• WORK INSTRUCTION: Copy each line below holding "entries".

• PROVIDED DATA:
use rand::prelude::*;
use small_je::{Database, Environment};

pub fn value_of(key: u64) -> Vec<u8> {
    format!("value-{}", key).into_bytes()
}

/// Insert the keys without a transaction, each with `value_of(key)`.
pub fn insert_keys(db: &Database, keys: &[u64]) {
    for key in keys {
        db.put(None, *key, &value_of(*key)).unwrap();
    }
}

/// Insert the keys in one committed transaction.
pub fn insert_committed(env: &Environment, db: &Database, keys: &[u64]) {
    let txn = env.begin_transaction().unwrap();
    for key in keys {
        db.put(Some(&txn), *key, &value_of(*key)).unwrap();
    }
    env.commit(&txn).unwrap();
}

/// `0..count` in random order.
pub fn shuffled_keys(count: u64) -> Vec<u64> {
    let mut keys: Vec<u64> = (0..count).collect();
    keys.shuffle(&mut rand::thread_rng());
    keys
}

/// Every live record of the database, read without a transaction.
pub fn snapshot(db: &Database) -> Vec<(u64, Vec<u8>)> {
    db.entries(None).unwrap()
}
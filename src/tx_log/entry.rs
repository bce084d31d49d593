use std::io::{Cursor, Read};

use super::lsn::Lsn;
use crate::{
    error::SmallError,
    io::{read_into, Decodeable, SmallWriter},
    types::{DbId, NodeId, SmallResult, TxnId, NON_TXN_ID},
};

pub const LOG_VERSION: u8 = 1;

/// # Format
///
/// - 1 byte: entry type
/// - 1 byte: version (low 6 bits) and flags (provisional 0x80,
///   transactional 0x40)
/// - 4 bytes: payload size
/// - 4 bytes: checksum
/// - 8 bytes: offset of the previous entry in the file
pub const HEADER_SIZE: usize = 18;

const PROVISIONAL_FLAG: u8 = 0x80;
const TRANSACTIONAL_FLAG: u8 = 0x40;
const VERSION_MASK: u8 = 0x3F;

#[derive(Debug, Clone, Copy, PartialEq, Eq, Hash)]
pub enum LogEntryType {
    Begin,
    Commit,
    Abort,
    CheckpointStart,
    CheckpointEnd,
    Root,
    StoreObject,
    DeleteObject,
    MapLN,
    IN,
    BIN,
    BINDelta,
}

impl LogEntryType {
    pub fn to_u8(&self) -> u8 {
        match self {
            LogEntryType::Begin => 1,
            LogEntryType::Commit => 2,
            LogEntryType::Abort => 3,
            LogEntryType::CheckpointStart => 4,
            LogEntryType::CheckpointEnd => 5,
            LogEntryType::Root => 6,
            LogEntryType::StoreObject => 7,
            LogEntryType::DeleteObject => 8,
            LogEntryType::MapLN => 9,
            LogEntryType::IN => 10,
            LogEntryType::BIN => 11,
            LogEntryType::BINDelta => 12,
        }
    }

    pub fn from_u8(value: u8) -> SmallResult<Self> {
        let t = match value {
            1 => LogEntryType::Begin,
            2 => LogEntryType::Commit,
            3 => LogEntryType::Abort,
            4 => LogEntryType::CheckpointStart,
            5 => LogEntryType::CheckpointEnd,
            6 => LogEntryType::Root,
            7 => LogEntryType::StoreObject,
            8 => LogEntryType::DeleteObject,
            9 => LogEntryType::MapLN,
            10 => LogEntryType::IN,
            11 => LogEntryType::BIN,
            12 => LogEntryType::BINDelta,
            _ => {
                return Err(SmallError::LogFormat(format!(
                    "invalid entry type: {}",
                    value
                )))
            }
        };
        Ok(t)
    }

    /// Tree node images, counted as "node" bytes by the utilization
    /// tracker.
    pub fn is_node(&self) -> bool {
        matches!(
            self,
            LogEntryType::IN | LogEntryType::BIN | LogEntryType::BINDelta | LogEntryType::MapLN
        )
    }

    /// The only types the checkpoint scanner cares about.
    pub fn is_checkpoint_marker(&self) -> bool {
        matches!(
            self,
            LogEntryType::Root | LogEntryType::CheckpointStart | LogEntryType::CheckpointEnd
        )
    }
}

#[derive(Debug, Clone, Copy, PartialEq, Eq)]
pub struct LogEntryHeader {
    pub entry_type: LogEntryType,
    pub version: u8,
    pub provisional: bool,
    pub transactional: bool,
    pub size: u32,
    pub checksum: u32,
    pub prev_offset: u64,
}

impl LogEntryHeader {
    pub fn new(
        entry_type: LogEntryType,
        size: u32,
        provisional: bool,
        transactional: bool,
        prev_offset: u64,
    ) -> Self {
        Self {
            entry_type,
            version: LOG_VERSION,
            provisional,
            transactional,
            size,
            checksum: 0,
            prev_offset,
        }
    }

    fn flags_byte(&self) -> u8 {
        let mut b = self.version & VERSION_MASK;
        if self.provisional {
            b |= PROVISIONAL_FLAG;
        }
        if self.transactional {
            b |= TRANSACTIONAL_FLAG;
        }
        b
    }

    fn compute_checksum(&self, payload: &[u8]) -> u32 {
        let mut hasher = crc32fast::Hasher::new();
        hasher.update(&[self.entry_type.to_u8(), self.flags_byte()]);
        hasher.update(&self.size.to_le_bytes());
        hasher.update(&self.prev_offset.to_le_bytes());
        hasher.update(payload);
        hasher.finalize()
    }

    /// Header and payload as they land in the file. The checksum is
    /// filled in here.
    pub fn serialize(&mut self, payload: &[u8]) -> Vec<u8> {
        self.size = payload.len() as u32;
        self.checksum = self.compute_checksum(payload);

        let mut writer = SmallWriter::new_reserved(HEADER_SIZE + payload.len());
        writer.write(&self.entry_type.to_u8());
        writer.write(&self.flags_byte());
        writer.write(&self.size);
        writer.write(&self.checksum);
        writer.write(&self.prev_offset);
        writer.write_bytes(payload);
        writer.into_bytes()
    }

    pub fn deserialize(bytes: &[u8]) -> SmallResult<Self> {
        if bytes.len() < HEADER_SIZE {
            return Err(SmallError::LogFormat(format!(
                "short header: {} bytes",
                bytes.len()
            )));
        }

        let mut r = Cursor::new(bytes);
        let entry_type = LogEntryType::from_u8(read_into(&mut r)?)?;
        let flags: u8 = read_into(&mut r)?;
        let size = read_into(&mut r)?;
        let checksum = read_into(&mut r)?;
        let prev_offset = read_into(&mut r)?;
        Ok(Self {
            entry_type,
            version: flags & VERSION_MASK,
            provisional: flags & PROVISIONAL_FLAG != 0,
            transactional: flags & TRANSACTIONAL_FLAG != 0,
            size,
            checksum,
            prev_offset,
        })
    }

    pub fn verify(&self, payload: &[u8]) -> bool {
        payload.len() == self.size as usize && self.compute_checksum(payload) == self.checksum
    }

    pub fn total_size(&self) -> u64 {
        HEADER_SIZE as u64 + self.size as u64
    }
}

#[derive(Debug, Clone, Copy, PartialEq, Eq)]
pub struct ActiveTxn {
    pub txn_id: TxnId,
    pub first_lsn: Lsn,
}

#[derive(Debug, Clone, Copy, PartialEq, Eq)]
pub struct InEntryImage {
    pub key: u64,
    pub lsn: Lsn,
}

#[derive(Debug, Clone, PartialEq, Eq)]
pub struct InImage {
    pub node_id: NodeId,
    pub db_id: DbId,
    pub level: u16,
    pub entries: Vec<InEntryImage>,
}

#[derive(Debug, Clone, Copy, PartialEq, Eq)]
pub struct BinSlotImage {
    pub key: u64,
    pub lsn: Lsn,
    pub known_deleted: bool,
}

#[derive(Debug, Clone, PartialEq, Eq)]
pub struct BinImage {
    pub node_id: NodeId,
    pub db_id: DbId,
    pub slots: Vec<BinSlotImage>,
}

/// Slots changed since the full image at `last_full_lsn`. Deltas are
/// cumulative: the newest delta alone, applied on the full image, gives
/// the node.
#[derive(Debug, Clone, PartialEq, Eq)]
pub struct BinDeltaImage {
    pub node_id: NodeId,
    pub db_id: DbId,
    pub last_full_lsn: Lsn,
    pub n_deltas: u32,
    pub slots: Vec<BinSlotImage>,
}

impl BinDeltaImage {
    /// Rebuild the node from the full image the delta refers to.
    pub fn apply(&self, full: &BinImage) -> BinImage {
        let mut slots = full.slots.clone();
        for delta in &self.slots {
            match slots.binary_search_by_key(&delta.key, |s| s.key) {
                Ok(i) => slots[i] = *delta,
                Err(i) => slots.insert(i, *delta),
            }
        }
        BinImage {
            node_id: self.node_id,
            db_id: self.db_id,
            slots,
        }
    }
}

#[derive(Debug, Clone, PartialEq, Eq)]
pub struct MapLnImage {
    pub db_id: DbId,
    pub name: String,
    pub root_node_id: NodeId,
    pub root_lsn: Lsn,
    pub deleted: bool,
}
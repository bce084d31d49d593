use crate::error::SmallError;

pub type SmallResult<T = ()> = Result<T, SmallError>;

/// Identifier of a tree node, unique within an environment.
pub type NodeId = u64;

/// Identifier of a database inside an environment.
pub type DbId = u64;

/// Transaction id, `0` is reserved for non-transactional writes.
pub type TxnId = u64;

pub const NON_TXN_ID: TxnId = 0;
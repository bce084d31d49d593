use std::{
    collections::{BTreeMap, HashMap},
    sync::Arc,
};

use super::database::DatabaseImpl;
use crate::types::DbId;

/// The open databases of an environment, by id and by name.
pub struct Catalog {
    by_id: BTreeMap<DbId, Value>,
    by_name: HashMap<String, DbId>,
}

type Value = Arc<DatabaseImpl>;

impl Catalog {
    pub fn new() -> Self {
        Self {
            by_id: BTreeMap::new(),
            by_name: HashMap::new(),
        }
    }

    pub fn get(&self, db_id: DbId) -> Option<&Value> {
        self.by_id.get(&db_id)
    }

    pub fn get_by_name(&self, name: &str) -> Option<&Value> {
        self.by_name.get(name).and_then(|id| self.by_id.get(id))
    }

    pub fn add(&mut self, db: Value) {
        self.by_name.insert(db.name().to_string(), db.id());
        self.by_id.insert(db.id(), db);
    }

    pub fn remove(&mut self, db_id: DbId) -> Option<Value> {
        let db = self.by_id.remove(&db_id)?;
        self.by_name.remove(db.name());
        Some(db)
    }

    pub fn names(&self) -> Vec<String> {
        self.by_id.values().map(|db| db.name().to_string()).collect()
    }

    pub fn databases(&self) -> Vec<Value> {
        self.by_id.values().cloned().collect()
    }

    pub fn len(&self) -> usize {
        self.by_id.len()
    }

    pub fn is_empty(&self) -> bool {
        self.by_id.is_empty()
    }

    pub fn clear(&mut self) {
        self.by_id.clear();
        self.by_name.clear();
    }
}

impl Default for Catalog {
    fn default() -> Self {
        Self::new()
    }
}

• ANSWER BOX:
    db.entries(None).unwrap()
    pub entries: Vec<InEntryImage>,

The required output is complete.